「野茨学園の公式SNSがあるの。先生とか生徒会に頼んだら投稿できるんじゃないのかなっ!」

 紫苑くんが「なるほど」とつぶやく。

「SNSは不特定多数に公開されますからね。参加人数は格段と増えるでしょう」

 でしょでしょ! 我ながらいいアイデアでしょ?

 野茨のSNSは格式張っていて見てくれる人も少ない。

 だけどさっきのあさひなちゃんみたいに、面白くてわかりやすく伝えられれば!

 きっとたくさんの人に興味を持ってもらえるはず!

 ミケくんがぽんと手を打つ。

「だからさくらはパソコンのことを聞いてきたのかぁ。わかった、動画の編集は僕がやる。天、手伝ってよ」

 肩をたたかれた天くんはぎょっとした。

「は? 俺無理だって、そういうの」

「僕が教えるからだいじょぶぅ~。安心しなさいっ」

「はあ⁉」

「撮るとなれば台本が必要ですよね。私に任せてください」

 ぎゃあぎゃあ騒ぐ二人を無視して紫苑くんが言う。

 え、紫苑くんが?

 ばちっと目が合う。

 すると紫苑くんは人差し指でこつんと自分の頭をさした。

「私にはこのブレインがありますからね。
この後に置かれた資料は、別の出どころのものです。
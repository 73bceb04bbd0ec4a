use std::{
    borrow::Cow,
    path::{Path, PathBuf},
};

use rattler_conda_types::{PackageRecord, Platform, Version};

/// Information required for linking no-arch python packages. The struct
/// contains information about a specific Python version that is installed in an
/// environment.
#[derive(Debug, Clone)]
pub struct PythonInfo {
    /// The platform that the python package is installed for
    pub platform: Platform,

    /// The major and minor version
    pub short_version: (u64, u64),

    /// The relative path to the python executable
    pub path: PathBuf,

    /// The relative path to where site-packages are stored
    pub site_packages_path: PathBuf,

    /// Path to the binary directory
    pub bin_dir: PathBuf,
}

#[derive(Debug, Clone, thiserror::Error)]
pub enum PythonInfoError {
    #[error("invalid python version '{0}'")]
    InvalidVersion(String),
}

impl PythonInfo {
    /// Build an instance based on metadata of the package that represents the
    /// python interpreter.
    pub fn from_python_record(
        record: &PackageRecord,
        platform: Platform,
    ) -> Result<Self, PythonInfoError> {
        Self::from_version(
            record.version.version(),
            record.python_site_packages_path.as_deref(),
            platform,
        )
    }

    /// Build an instance based on the version of the python package and the
    /// platform it is installed for.
    pub fn from_version(
        version: &Version,
        site_packages_path: Option<&str>,
        platform: Platform,
    ) -> Result<Self, PythonInfoError> {
        // Determine the major, and minor versions of the version
        let (major, minor) = version
            .as_major_minor()
            .ok_or_else(|| PythonInfoError::InvalidVersion(version.to_string()))?;

        // Determine the expected relative path of the executable in a prefix
        let path = if platform.is_windows() {
            PathBuf::from("python.exe")
        } else {
            PathBuf::from(format!("bin/python{major}.{minor}"))
        };

        // Find the location of the site packages
        let site_packages_path = site_packages_path.map_or_else(
            || {
                if platform.is_windows() {
                    PathBuf::from("Lib/site-packages")
                } else {
                    PathBuf::from(format!("lib/python{major}.{minor}/site-packages"))
                }
            },
            PathBuf::from,
        );

        // Binary directory
        let bin_dir = if platform.is_windows() {
            PathBuf::from("Scripts")
        } else {
            PathBuf::from("bin")
        };

        Ok(Self {
            platform,
            short_version: (major, minor),
            path,
            site_packages_path,
            bin_dir,
        })
    }

    /// Returns the path to the python executable
    pub fn path(&self) -> &Path {
        &self.path
    }

    /// Constructs a shebang that will run the rest of the script as Python.
    pub fn shebang(&self, target_prefix: &str) -> String {
        let target_path = Path::new(target_prefix).join(self.path());
        let target_path = target_path.as_os_str().to_string_lossy().replace('\\', "/");

        // Shebangs cannot be larger than 127 characters and executables with spaces are
        // problematic.
        if target_path.len() > 127 - 2 || target_path.contains(' ') {
            format!(
                "#!/bin/sh\n'''exec' \"{}\" \"$0\" \"$@\" #'''",
                &target_path
            )
        } else {
            format!("#!{}", &target_path)
        }
    }

    /// Returns the target location of a file in a noarch python package given
    /// its location in its package archive.
    pub fn get_python_noarch_target_path<'a>(&self, relative_path: &'a Path) -> Cow<'a, Path> {
        if let Ok(rest) = relative_path.strip_prefix("site-packages/") {
            self.site_packages_path.join(rest).into()
        } else if let Ok(rest) = relative_path.strip_prefix("python-scripts/") {
            self.bin_dir.join(rest).into()
        } else {
            relative_path.into()
        }
    }

    /// Returns true if this version of python differs so much that a relink is
    /// required for all noarch python packages.
    pub fn is_relink_required(&self, previous: &PythonInfo) -> bool {
        self.short_version.0 != previous.short_version.0
            || self.short_version.1 != previous.short_version.1
    }
}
理事長の依頼、見事に遂行させてみせますよ」

 一瞬だけ、ふっと勝ち誇ったように笑う。

 彼の姿がいつになくキラキラと輝いて見えた。

 楓くんはわん太くんのほうを向く。

「ワンは僕と一緒にオープンスクールのこと、もう一回調べよっか。いいところ、たくさん探してみよう」

「了解~! 俺っちも頑張るよ!」

 わん太くんはやる気満々でぴょんっと飛び跳ねた。

 みんなが私に協力してくれてる。

 男子たちみんな、元通りだ!

「さくらちゃんには先生たちに許可取ってもらっていいかな」

 楓くんに声をかけられて私はうんっとうなずいた。

 今の私たちなら、何でもできる気がするよっ!

「じゃあ、みんなで頑張ろう! えいえいおー!」

 私は思いっきり叫ぶと、手を上に向かって高くつき上げた。


 私たち、精一杯頑張るよ!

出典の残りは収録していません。